Getting the sex you want can be hard sometimes, no pun intended. Whether in a new relationship or meeting a casual partner, communication between partners on how to get the sex you want can be beneficial. Sometimes setting some guidelines through open discussion help set the tone for the day or evening, so that both partners know where each other stand and know how to achieve the best sex and pleasure suited to their preferences. This can also help to build trust and ensure you are getting the sex you want safely without putting yourself or others at risk for Sexually Transmitted Infections (STIs).

In our experience in the sexual health clinic these are some things you may want to consider asking yourself or your partner:

Testing

Questions to Ask

  • When was the last time you got tested for STIs, including HIV?
  • Were your results negative?
  • How often do you get tested?
  • Is there anything else I should know before we play?

Things to Consider

There is a window period with HIV screening, meaning it may take up to 3 months for the virus to be detected in the blood.

Ideally individuals should have screening between partners, especially if having unprotected oral, vaginal or anal sex.

Party and play or sex under the influence, multiple partners, and anonymous sex can increase your chance of getting STIs.

Sometimes people think that regular bloodwork from their doctor includes STI screening but this is not always the case. STI screening is done through urine testing, swabbing of the throat, rectum, or a sore or bloodwork, depending on the infection.

Is also important to consider if your partner has a regular partner or other partners themselves, do they know their partner(s) status on STIs?

Preference

Questions to Ask

  • What do you like?
  • Do you have any limits?
  • What turns you on? And what turns you off?
  • Is there anything you want to try that you haven’t before?

Things to Consider

Ask yourself, what are you into? If you know what you like then you can tell your partners what you want and how you want it.

It’s helpful to know your own boundaries so you can voice it to your partner and vice versa.

If you don’t know what you like yet, that’s okay. Let your partner know you may be open to experimenting to find out what it is that gets you off, within your own comfort.
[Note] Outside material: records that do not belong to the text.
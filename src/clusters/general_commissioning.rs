use super::{
    AttributeSchema, ClusterCommand, FieldKind, FieldSpec, FromDecoded, LEGACY_STATUS,
    ListAttributeSpec, ResponseSchema, STATUS_TEXT_FIELDS, StatusTextResponse, encode_breadcrumb,
};
use crate::dispatch::DecodedValue;
use crate::tlv::{TlvError, TlvTag, TlvWriter};

/// Matter Cluster ID for General Commissioning
pub const CLUSTER_ID: u32 = 0x0030;

/// Request command IDs
pub mod commands {
    pub const ARM_FAIL_SAFE: u32 = 0x00;
    pub const SET_REGULATORY_CONFIG: u32 = 0x02;
    pub const COMMISSIONING_COMPLETE: u32 = 0x04;
}

/// Response command IDs
pub mod response_commands {
    pub const ARM_FAIL_SAFE_RESPONSE: u32 = 0x01;
    pub const SET_REGULATORY_CONFIG_RESPONSE: u32 = 0x03;
    pub const COMMISSIONING_COMPLETE_RESPONSE: u32 = 0x05;
}

/// Attribute IDs
pub mod attributes {
    pub const BREADCRUMB: u32 = 0x0000;
    pub const BASIC_COMMISSIONING_INFO_LIST: u32 = 0x0001;
}

pub static ARM_FAIL_SAFE_RESPONSE: ResponseSchema = ResponseSchema {
    name: "ArmFailSafeResponse",
    fields: STATUS_TEXT_FIELDS,
    status: LEGACY_STATUS,
};

pub static SET_REGULATORY_CONFIG_RESPONSE: ResponseSchema = ResponseSchema {
    name: "SetRegulatoryConfigResponse",
    fields: STATUS_TEXT_FIELDS,
    status: LEGACY_STATUS,
};

pub static COMMISSIONING_COMPLETE_RESPONSE: ResponseSchema = ResponseSchema {
    name: "CommissioningCompleteResponse",
    fields: STATUS_TEXT_FIELDS,
    status: LEGACY_STATUS,
};

const BASIC_COMMISSIONING_INFO_FIELDS: &[FieldSpec] = &[FieldSpec::required(
    0,
    "failSafeExpiryLengthMs",
    FieldKind::Unsigned,
)];

pub static BASIC_COMMISSIONING_INFO_LIST: AttributeSchema = AttributeSchema {
    name: "BasicCommissioningInfoList",
    entry: FieldKind::Struct(BASIC_COMMISSIONING_INFO_FIELDS),
};

pub static RESPONSES: &[(u32, &ResponseSchema)] = &[
    (
        response_commands::ARM_FAIL_SAFE_RESPONSE,
        &ARM_FAIL_SAFE_RESPONSE,
    ),
    (
        response_commands::SET_REGULATORY_CONFIG_RESPONSE,
        &SET_REGULATORY_CONFIG_RESPONSE,
    ),
    (
        response_commands::COMMISSIONING_COMPLETE_RESPONSE,
        &COMMISSIONING_COMPLETE_RESPONSE,
    ),
];

pub static LIST_ATTRIBUTES: &[(u32, &AttributeSchema)] = &[(
    attributes::BASIC_COMMISSIONING_INFO_LIST,
    &BASIC_COMMISSIONING_INFO_LIST,
)];

/// Where the device is installed
#[derive(Debug, Clone, Copy, PartialEq, Eq, Default)]
#[repr(u8)]
pub enum RegulatoryLocation {
    #[default]
    Indoor = 0x00,
    Outdoor = 0x01,
    IndoorOutdoor = 0x02,
}

/// Arm (or disarm, with zero expiry) the commissioning fail-safe timer.
#[derive(Debug, Clone, PartialEq, Eq)]
pub struct ArmFailSafe {
    pub expiry_length_seconds: u16,
    pub breadcrumb: u64,
    pub timeout_ms: u32,
}

impl ClusterCommand for ArmFailSafe {
    const CLUSTER_ID: u32 = CLUSTER_ID;
    const COMMAND_ID: u32 = commands::ARM_FAIL_SAFE;
    type Response = StatusTextResponse;

    fn encode(&self, tw: &mut TlvWriter) -> Result<(), TlvError> {
        tw.u16(&TlvTag::Context(0), self.expiry_length_seconds)?;
        encode_breadcrumb(tw, 1, self.breadcrumb, self.timeout_ms)
    }
}

#[derive(Debug, Clone, PartialEq, Eq)]
pub struct SetRegulatoryConfig {
    pub location: RegulatoryLocation,
    pub country_code: String,
    pub breadcrumb: u64,
    pub timeout_ms: u32,
}

impl ClusterCommand for SetRegulatoryConfig {
    const CLUSTER_ID: u32 = CLUSTER_ID;
    const COMMAND_ID: u32 = commands::SET_REGULATORY_CONFIG;
    type Response = StatusTextResponse;

    fn encode(&self, tw: &mut TlvWriter) -> Result<(), TlvError> {
        tw.u8(&TlvTag::Context(0), self.location as u8)?;
        tw.utf8(&TlvTag::Context(1), &self.country_code)?;
        encode_breadcrumb(tw, 2, self.breadcrumb, self.timeout_ms)
    }
}

#[derive(Debug, Clone, Copy, PartialEq, Eq, Default)]
pub struct CommissioningComplete;

impl ClusterCommand for CommissioningComplete {
    const CLUSTER_ID: u32 = CLUSTER_ID;
    const COMMAND_ID: u32 = commands::COMMISSIONING_COMPLETE;
    type Response = StatusTextResponse;

    fn encode(&self, _tw: &mut TlvWriter) -> Result<(), TlvError> {
        Ok(())
    }
}

/// Entry of the BasicCommissioningInfoList attribute
#[derive(Debug, Clone, Copy, PartialEq, Eq)]
pub struct BasicCommissioningInfo {
    pub fail_safe_expiry_length_ms: u32,
}

impl FromDecoded for BasicCommissioningInfo {
    fn from_decoded(value: &DecodedValue) -> Result<Self, TlvError> {
        let fields = value.as_struct()?;
        Ok(Self {
            fail_safe_expiry_length_ms: fields.required(0)?.as_u32()?,
        })
    }
}

pub struct BasicCommissioningInfoList;

impl ListAttributeSpec for BasicCommissioningInfoList {
    const CLUSTER_ID: u32 = CLUSTER_ID;
    const ATTRIBUTE_ID: u32 = attributes::BASIC_COMMISSIONING_INFO_LIST;
    type Entry = BasicCommissioningInfo;
}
If you have limitations, set them, so you know where each other stand. Sometimes safe words are worth having.

Protection

Questions to Ask

  • Do you use condoms?
  • Are you on PrEP?
  • What protection do you use?
  • Do you have any other partners or a regular partner?
  • Do you use sex toys?

Things to Consider

Condoms and lube continue to be an inexpensive way in lowering your risks of getting STIs. There are also internal condoms and dental dams for anal sex/play. These methods are all FREE at the Health Unit. Come grab a handful!

Using PrEP or having an undetectable viral load are other forms of protection. Talk to your doctor or drop in to Elevate’s GMSH Clinic every 3rd Tuesday to get started on PrEP!

If you are using sex toys it’s important to make sure they are sterilized between each use.

If there are other partners for yourself or the partner you’re about to hook up with, it’s important to consider how you are going to protect yourself so you are also protecting your other partners.